In Jesus’ Name, I pray.  Amen.

Day Fifty-Eight: Zeal for Righteousness

READ:  Nehemiah 13:7-13

(7-9) I arrived in Jerusalem and learned of the wrong that Eliashib had done in turning over to him a room in the courts of The Temple of God.  I was angry, really angry, and threw everything in the room out into the street, all of Tobiah’s stuff.  Then I ordered that they ceremonially cleanse the room.  Only then did I put back the worship vessels of The Temple of God, along with the Grain-Offerings and the incense.

(10-13) And then I learned that the Levites hadn’t been given their regular food allotments.  So the Levites and singers who led the services of worship had all left and gone back to their farms.  I called the officials on the carpet, “Why has The Temple of God been abandoned?”  I got everyone back again and put them back on their jobs so that all Judah was again bringing in the tithe of grain, wine, and oil to the storerooms.  I put Shelemiah the priest, Zadok the scribe, and a Levite named Pedaiah in charge of the storerooms.  I made Hanan son of Zaccur, the son of Mattaniah, their right-hand man.  These men had a reputation for honesty and hardwork.  They were responsible for distributing the rations to their brothers.

THINK:  In these earlier days, what do you notice about the way of life God required his people to abide by?  Why do you think this was important to him?  What do you think their relationship with God was like?  How might it be different from your relationship with him?

Stuffy.  Stifled.  Strict.  Oppressive.  Distinct.  Sanctified.  Disciplined.  Conspicuous.  Maybe a bit peculiar.  Do any of these describe the way you feel when you think about how God has asked His people to conduct themselves?  It’s not any wonder that so many people have a view of God as rule-driven and a relationship with Him as being no fun.  I know, in my own life, having had a hard time trusting the truth from the Bible about how God thinks about me, these words just amplified the thoughts and feelings that I would never measure up, that I would never be able to be good enough, or to do enough good to deserve what His Son did to save Creation from an eternity in Hell.

Now I know the depths of the truth of those thoughts and feelings, but I also know that they are exactly the reason Christ had to come and die on the cross.  The truth is:  if any one person could ever be good enough to live this life and not need Jesus as a sacrifice, then God would not have had to send Him.  Because if one person could do it, then everyone would have to have within themselves the ability to save themselves.  And we simply do not.  We are not able to save ourselves.  Period.

But what does that have to do with the question asked above, about why God requires His people to abide by so many rules?  If we are going to call ourselves His people, should there not be something markedly different about our lives, so that others living around us can see that we are different.  Even if that difference just looks odd or peculiar or conspicuous, at first.  And wouldn’t the fact that we do look odd, different, peculiar or conspicuous give us that many more opportunities to share the reason for our faith, to share the reason why we have chosen – on faith – to walk this absurd-looking path, that shouldn’t logically work, but seems to anyway?

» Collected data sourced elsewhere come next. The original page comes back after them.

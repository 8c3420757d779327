use crate::cache::{CacheOptions, ReplicatedCache};
use crate::index::{IndexHandle, IndexKind};
use legacy_db::schema::{name_key, Nation, NationOutpost};
use legacy_db::{Database, Oid};
use std::ops::Deref;
use std::sync::Arc;

#[derive(Clone)]
pub struct NationOutpostCache {
    cache: ReplicatedCache<NationOutpost>,
    by_name: IndexHandle<NationOutpost, String>,
    by_nation: IndexHandle<NationOutpost, Oid<Nation>>,
    by_world: IndexHandle<NationOutpost, String>,
}

impl NationOutpostCache {
    pub fn new(db: &Database, options: CacheOptions) -> Self {
        let cache = ReplicatedCache::with_options(db, "NationOutpostCache", options);
        let by_name = cache.add_index("name", IndexKind::Unique, |o: &NationOutpost| name_key(&o.name));
        let by_nation = cache.add_index("nation", IndexKind::Hash, |o: &NationOutpost| o.nation_id);
        let by_world = cache.add_index("world", IndexKind::Hash, |o: &NationOutpost| o.world_name.clone());
        Self {
            cache,
            by_name,
            by_nation,
            by_world,
        }
    }

    pub fn get_by_name(&self, name: &str) -> Option<Arc<NationOutpost>> {
        self.cache.query_first(&self.by_name, &name_key(name))
    }

    pub fn owned_by(&self, nation: Oid<Nation>) -> Vec<Arc<NationOutpost>> {
        self.cache.query(&self.by_nation, &nation)
    }

    pub fn in_world(&self, world: &str) -> Vec<Arc<NationOutpost>> {
        self.cache.query(&self.by_world, &world.to_string())
    }
}

impl Deref for NationOutpostCache {
    type Target = ReplicatedCache<NationOutpost>;

    fn deref(&self) -> &Self::Target {
        &self.cache
    }
}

We are called to be in the world, but not of the world.  What that means to me is that while we are here our lives should look different enough to make people wonder what in the world it is that makes us have so much peace and joy when the world is in a tailspin of chaos and agony and fear.  IN the world, but not OF the world.

But beyond that, God is holy.  If we are going to call ourselves His children, if we hope for Him to call us His children, we have to live our lives by the rules that He has set.  Who are we to question God’s “because I said so”?  If we know anything about God, it is that nothing happens without a reason.  Our inability to see the reason or to understand His motives shouldn’t matter.  Just like with our own children, who do not always get to know the why, for a myriad of reasons, neither do we.  And just like with our own children, who sometimes eventually reach an age where they are mature enough to handle hearing the reasoning behind the instruction, we also SOMETIMES reach a maturity level where God will reveal to us His behind-the-scenes work.  Then, what was so confusing or frustrating, becomes so perfectly clear that we wonder at why we ever questioned Him in the first place.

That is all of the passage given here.